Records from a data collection
*** Block opens ***

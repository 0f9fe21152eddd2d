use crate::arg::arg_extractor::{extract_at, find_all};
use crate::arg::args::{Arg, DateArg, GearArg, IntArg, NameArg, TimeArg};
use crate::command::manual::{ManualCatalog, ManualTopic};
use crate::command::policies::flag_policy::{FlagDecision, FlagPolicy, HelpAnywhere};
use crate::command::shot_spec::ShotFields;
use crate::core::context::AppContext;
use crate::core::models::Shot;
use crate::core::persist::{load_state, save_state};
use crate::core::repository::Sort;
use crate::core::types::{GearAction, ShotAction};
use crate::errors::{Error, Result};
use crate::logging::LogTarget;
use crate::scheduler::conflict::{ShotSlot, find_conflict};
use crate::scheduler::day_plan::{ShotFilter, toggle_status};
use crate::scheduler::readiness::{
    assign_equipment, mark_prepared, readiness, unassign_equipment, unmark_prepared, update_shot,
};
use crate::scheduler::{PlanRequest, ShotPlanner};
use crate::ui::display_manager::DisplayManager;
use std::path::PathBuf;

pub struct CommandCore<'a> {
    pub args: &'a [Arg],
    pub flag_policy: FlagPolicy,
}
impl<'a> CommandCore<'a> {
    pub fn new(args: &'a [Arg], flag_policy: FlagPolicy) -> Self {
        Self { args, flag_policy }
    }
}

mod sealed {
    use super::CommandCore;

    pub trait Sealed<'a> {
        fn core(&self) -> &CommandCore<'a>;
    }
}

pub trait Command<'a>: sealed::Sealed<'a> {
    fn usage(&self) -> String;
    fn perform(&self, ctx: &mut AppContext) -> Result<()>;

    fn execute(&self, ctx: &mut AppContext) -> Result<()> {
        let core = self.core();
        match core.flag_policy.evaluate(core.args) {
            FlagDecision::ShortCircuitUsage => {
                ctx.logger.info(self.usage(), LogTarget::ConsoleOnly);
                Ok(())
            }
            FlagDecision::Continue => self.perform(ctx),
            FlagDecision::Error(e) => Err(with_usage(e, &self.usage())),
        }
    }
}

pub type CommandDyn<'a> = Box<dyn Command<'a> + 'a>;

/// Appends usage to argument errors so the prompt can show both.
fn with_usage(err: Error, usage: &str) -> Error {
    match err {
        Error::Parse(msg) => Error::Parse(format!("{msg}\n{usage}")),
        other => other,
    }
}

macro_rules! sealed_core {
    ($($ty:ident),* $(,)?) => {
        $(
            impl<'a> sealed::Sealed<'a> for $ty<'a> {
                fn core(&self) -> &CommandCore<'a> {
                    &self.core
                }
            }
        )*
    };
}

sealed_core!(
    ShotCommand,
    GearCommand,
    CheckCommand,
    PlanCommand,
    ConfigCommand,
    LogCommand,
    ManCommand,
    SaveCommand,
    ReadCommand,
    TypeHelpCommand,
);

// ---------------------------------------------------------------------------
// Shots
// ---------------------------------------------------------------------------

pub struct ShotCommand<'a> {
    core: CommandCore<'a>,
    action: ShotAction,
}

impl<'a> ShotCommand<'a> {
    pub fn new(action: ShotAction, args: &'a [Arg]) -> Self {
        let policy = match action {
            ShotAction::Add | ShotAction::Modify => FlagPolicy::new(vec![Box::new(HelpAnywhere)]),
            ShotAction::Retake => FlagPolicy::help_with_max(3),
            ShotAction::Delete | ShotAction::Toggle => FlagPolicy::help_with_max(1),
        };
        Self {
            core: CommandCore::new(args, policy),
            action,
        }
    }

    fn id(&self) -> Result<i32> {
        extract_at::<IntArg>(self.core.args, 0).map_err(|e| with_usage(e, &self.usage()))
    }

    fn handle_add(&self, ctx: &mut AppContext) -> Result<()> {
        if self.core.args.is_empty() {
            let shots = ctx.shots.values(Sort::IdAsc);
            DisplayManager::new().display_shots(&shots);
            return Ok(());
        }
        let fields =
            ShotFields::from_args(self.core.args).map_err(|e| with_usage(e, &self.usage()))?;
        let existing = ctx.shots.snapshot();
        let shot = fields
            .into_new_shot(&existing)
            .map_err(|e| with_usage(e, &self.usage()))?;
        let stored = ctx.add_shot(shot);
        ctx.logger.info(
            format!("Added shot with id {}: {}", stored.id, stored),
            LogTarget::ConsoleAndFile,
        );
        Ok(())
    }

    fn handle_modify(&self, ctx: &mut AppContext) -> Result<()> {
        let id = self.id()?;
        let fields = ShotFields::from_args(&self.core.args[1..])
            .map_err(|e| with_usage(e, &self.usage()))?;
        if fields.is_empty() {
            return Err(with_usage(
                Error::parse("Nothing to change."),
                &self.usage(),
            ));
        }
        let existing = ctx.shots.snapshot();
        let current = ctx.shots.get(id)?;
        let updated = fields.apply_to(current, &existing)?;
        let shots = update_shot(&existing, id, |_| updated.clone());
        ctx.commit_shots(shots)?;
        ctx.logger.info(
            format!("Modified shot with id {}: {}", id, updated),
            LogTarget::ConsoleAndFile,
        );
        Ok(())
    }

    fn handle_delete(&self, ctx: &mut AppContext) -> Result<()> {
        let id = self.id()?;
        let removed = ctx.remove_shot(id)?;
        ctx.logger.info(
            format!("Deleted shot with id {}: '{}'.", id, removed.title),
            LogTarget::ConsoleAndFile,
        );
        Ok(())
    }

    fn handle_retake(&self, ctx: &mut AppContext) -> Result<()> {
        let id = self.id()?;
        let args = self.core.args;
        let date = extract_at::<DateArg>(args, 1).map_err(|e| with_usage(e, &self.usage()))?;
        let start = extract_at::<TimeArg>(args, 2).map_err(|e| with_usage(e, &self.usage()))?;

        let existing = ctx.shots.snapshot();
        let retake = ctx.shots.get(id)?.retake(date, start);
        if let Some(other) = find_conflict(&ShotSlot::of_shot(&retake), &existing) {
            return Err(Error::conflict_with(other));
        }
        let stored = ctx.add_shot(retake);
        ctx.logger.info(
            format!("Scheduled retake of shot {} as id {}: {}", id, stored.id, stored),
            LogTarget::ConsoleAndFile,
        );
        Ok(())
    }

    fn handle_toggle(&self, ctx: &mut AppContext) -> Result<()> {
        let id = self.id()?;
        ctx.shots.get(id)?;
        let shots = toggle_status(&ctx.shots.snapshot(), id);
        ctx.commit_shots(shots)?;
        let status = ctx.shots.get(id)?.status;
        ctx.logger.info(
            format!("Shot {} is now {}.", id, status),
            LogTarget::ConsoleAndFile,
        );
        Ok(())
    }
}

*** Block closes ***

* What you should do: Verbatim output is expected for the lines from the start of the data to the line in which "pub trait Sealed<'a>" appears, both included.

* Answer space:
repository 0f9fe21152eddd2d
use crate::arg::arg_extractor::{extract_at, find_all};
use crate::arg::args::{Arg, DateArg, GearArg, IntArg, NameArg, TimeArg};
use crate::command::manual::{ManualCatalog, ManualTopic};
use crate::command::policies::flag_policy::{FlagDecision, FlagPolicy, HelpAnywhere};
use crate::command::shot_spec::ShotFields;
use crate::core::context::AppContext;
use crate::core::models::Shot;
use crate::core::persist::{load_state, save_state};
use crate::core::repository::Sort;
use crate::core::types::{GearAction, ShotAction};
use crate::errors::{Error, Result};
use crate::logging::LogTarget;
use crate::scheduler::conflict::{ShotSlot, find_conflict};
use crate::scheduler::day_plan::{ShotFilter, toggle_status};
use crate::scheduler::readiness::{
    assign_equipment, mark_prepared, readiness, unassign_equipment, unmark_prepared, update_shot,
};
use crate::scheduler::{PlanRequest, ShotPlanner};
use crate::ui::display_manager::DisplayManager;
use std::path::PathBuf;

pub struct CommandCore<'a> {
    pub args: &'a [Arg],
    pub flag_policy: FlagPolicy,
}
impl<'a> CommandCore<'a> {
    pub fn new(args: &'a [Arg], flag_policy: FlagPolicy) -> Self {
        Self { args, flag_policy }
    }
}

mod sealed {
    use super::CommandCore;

    pub trait Sealed<'a> {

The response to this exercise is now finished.